[[ Input open ]]

// Read-side tmux queries: sessions, windows, current client.
// Output is requested tab-delimited so names with spaces or colons survive.

use super::Runner;
use crate::error::TmuxError;

const SESSION_FORMAT: &str = "#{session_name}\t#{session_windows}\t#{session_attached}\t#{session_path}";
const WINDOW_FORMAT: &str = "#{window_index}\t#{window_name}\t#{window_active}";
const SESSION_NAME_FORMAT: &str = "#{session_name}";

#[derive(Debug, Clone, PartialEq, Eq)]
pub struct SessionInfo {
    pub name: String,
    pub windows: usize,
    pub attached: bool,
    pub path: String,
}

#[derive(Debug, Clone, PartialEq, Eq)]
pub struct WindowInfo {
    /// tmux-assigned; gaps appear after kills.
    pub index: usize,
    pub name: String,
    pub active: bool,
}

/// All live sessions. A missing server is an empty list, not an error.
pub fn list_sessions(tmux: &dyn Runner) -> Result<Vec<SessionInfo>, TmuxError> {
    match tmux.run(&["list-sessions", "-F", SESSION_FORMAT]) {
        Ok(out) => parse_sessions(&out),
        Err(e) if e.is_no_server() => Ok(Vec::new()),
        Err(e) => Err(e),
    }
}

pub fn parse_sessions(out: &str) -> Result<Vec<SessionInfo>, TmuxError> {
    let mut sessions = Vec::new();
    for line in out.lines() {
        let parts: Vec<&str> = line.splitn(4, '\t').collect();
        let [name, windows, attached, path] = parts[..] else { continue };
        let windows = windows.parse().map_err(|_| TmuxError::InvalidField {
            record: name.to_string(),
            field: "window count",
            value: windows.to_string(),
        })?;
        sessions.push(SessionInfo {
            name: name.to_string(),
            windows,
            attached: flag(attached),
            path: path.to_string(),
        });
    }
    Ok(sessions)
}

/// Windows of one session, in tmux index order.
pub fn list_windows(tmux: &dyn Runner, session: &str) -> Result<Vec<WindowInfo>, TmuxError> {
    let out = tmux.run(&["list-windows", "-t", session, "-F", WINDOW_FORMAT])?;
    parse_windows(session, &out)
}

pub fn parse_windows(session: &str, out: &str) -> Result<Vec<WindowInfo>, TmuxError> {
    let mut windows = Vec::new();
    for line in out.lines() {
        let parts: Vec<&str> = line.splitn(3, '\t').collect();
        let [index, name, active] = parts[..] else { continue };
        let index = index.parse().map_err(|_| TmuxError::InvalidField {
            record: session.to_string(),
            field: "window index",
            value: index.to_string(),
        })?;
        windows.push(WindowInfo { index, name: name.to_string(), active: flag(active) });
    }
    Ok(windows)
}

/// Exact-name probe. A bare `-t api` would also match "api-v2".
/// Any failure, including "no server", counts as absent.
pub fn session_exists(tmux: &dyn Runner, name: &str) -> bool {
    let target = format!("={}", name);
    tmux.run_silent(&["has-session", "-t", &target]).is_ok()
}

/// Session the invoking client is attached to.
pub fn current_session(tmux: &dyn Runner) -> Result<String, TmuxError> {
    tmux.run(&["display-message", "-p", SESSION_NAME_FORMAT])
        .map(|s| s.trim().to_string())
}

/// Session to move to before `current` goes away: the next one in list order,
/// or the previous one if `current` is last.
pub fn neighbor_session(tmux: &dyn Runner, current: &str) -> Option<String> {
    let sessions = list_sessions(tmux).ok()?;
    neighbor_in(&sessions, current)
}

fn neighbor_in(sessions: &[SessionInfo], current: &str) -> Option<String> {
    if sessions.len() < 2 {
        return None;
    }
    let pos = sessions.iter().position(|s| s.name == current)?;
    let neighbor = sessions.get(pos + 1).unwrap_or_else(|| &sessions[pos - 1]);
    Some(neighbor.name.clone())
}

// tmux flags are counts ("2" attached clients) or 0/1.
fn flag(s: &str) -> bool {
    s.trim().parse::<u32>().map(|n| n > 0).unwrap_or(false)
}
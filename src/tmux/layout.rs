// Reproduce a declarative layout inside a freshly created session.
// Every structural step is fail-fast; nothing is rolled back.

use std::path::Path;

use tracing::{debug, warn};

use super::{session, Runner};
use crate::config::{Layout, OnStart};
use crate::error::LayoutError;

/// Build `layout` in `session_name`, which must be brand new (exactly one
/// window, index 0). Selecting pane 0 / window 0 at the end is best-effort.
pub fn apply_layout(
    tmux: &dyn Runner,
    session_name: &str,
    layout: &Layout,
    work_dir: &Path,
) -> Result<(), LayoutError> {
    for (i, win) in layout.windows.iter().enumerate() {
        let target = session::window_target(session_name, i);

        if i == 0 {
            session::rename_window(tmux, &target, &win.name)
                .map_err(|source| LayoutError::RenameWindow { window: win.name.clone(), source })?;
        } else {
            session::new_window(tmux, session_name, &win.name)
                .map_err(|source| LayoutError::CreateWindow { window: win.name.clone(), source })?;
            let cd = format!("cd {}", shell_escape(&work_dir.to_string_lossy()));
            session::send_keys(tmux, &target, &cd)
                .map_err(|source| LayoutError::SetDirectory { window: win.name.clone(), source })?;
        }

        if let Some(cmd) = win.panes.first().and_then(|p| p.command.as_deref()) {
            session::send_keys(tmux, &session::pane_target(session_name, i, 0), cmd)
                .map_err(|source| LayoutError::PaneCommand { window: win.name.clone(), pane: 0, source })?;
        }

        for (j, pane) in win.panes.iter().enumerate().skip(1) {
            session::split_window(tmux, &target, pane.split, pane.size, work_dir)
                .map_err(|source| LayoutError::Split { window: win.name.clone(), pane: j, source })?;

            if let Some(cmd) = pane.command.as_deref() {
                session::send_keys(tmux, &session::pane_target(session_name, i, j), cmd)
                    .map_err(|source| LayoutError::PaneCommand { window: win.name.clone(), pane: j, source })?;
            }
        }

        if let Err(e) = session::select_first_pane(tmux, &target) {
            warn!(window = %win.name, error = %e, "select-pane failed; ignoring");
        }
    }

    if let Err(e) = session::select_window(tmux, &session::window_target(session_name, 0)) {
        warn!(session = session_name, error = %e, "select-window failed; ignoring");
    }
    Ok(())
}

/// Type each on-start command into pane 0 of its window. Entries naming a
/// window the layout doesn't have are skipped. Must run after `apply_layout`.
pub fn run_on_start(
    tmux: &dyn Runner,
    session_name: &str,
    layout: &Layout,
    commands: &[OnStart],
) -> Result<(), LayoutError> {
    for cmd in commands {
        let Some(i) = layout.window_index(&cmd.window) else {
            debug!(window = %cmd.window, "on_start window not in layout; skipping");
            continue;
        };
        session::send_keys(tmux, &session::pane_target(session_name, i, 0), &cmd.command)
            .map_err(|source| LayoutError::OnStart { window: cmd.window.clone(), source })?;
    }
    Ok(())
}

/// Single-quote for a POSIX shell.
pub fn shell_escape(s: &str) -> String {
    format!("'{}'", s.replace('\'', r"'\''"))
}
// Single-line input box with cursor movement and unicode support.

use ratatui::{
    prelude::*,
    widgets::{Block, Borders, Clear, Paragraph},
};
use crate::ui::popup_upper;

pub struct InputState {
    pub buffer: String,
    pub cursor: usize, // byte offset
    pub prompt: String,
    /// Limit in chars, not bytes.
    max_len: usize,
}

impl InputState {
    /// `max_len` bounds typing only; a longer seed is kept whole.
    pub fn with_value(prompt: impl Into<String>, value: impl Into<String>, max_len: usize) -> Self {
        let buffer: String = value.into();
        Self { cursor: buffer.len(), buffer, prompt: prompt.into(), max_len }
    }

    pub fn insert_char(&mut self, c: char) {
        if c.is_control() || self.buffer.chars().count() >= self.max_len {
            return;
        }
        self.buffer.insert(self.cursor, c);
        self.cursor += c.len_utf8();
    }

    pub fn backspace(&mut self) {
        if self.cursor > 0 {
            let prev = self.prev_boundary();
            self.buffer.drain(prev..self.cursor);
            self.cursor = prev;
        }
    }

    pub fn delete(&mut self) {
        if let Some(c) = self.buffer[self.cursor..].chars().next() {
            self.buffer.drain(self.cursor..self.cursor + c.len_utf8());
        }
    }

    pub fn cursor_left(&mut self) {
        self.cursor = self.prev_boundary();
    }

    pub fn cursor_right(&mut self) {
        if let Some(c) = self.buffer[self.cursor..].chars().next() {
            self.cursor += c.len_utf8();
        }
    }

    pub fn cursor_home(&mut self) {
        self.cursor = 0;
    }

    pub fn cursor_end(&mut self) {
        self.cursor = self.buffer.len();
    }

    pub fn value(&self) -> &str {
        &self.buffer
    }

    fn prev_boundary(&self) -> usize {
        self.buffer[..self.cursor]
            .char_indices()
            .next_back()
            .map(|(i, _)| i)
            .unwrap_or(0)
    }

    fn display_cursor(&self) -> usize {
        self.buffer[..self.cursor].chars().count()
    }
}

pub fn render_input(frame: &mut Frame, area: Rect, state: &InputState, title: &str) {
    let width = area.width.min(60);
    let popup = popup_upper(area, width, 3);

    frame.render_widget(Clear, popup);

    let display = format!("{}{}", state.prompt, state.buffer);
    let block = Block::default()
        .borders(Borders::ALL)
        .title(format!(" {} ", title))
        .border_style(Style::default().fg(Color::Cyan));
    let para = Paragraph::new(display).block(block);
    frame.render_widget(para, popup);

    let cursor_col = state.prompt.chars().count() + state.display_cursor();
    let cursor_x = popup.x + 1 + cursor_col as u16;
    frame.set_cursor_position((cursor_x.min(popup.x + popup.width.saturating_sub(2)), popup.y + 1));
}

[[ Input closed ]]

* **Exercise directions**
Each line above with the string "parts" in it should be located and copied.

* **Output for this task**
        let parts: Vec<&str> = line.splitn(4, '\t').collect();
        let [name, windows, attached, path] = parts[..] else { continue };
        let parts: Vec<&str> = line.splitn(3, '\t').collect();
        let [index, name, active] = parts[..] else { continue };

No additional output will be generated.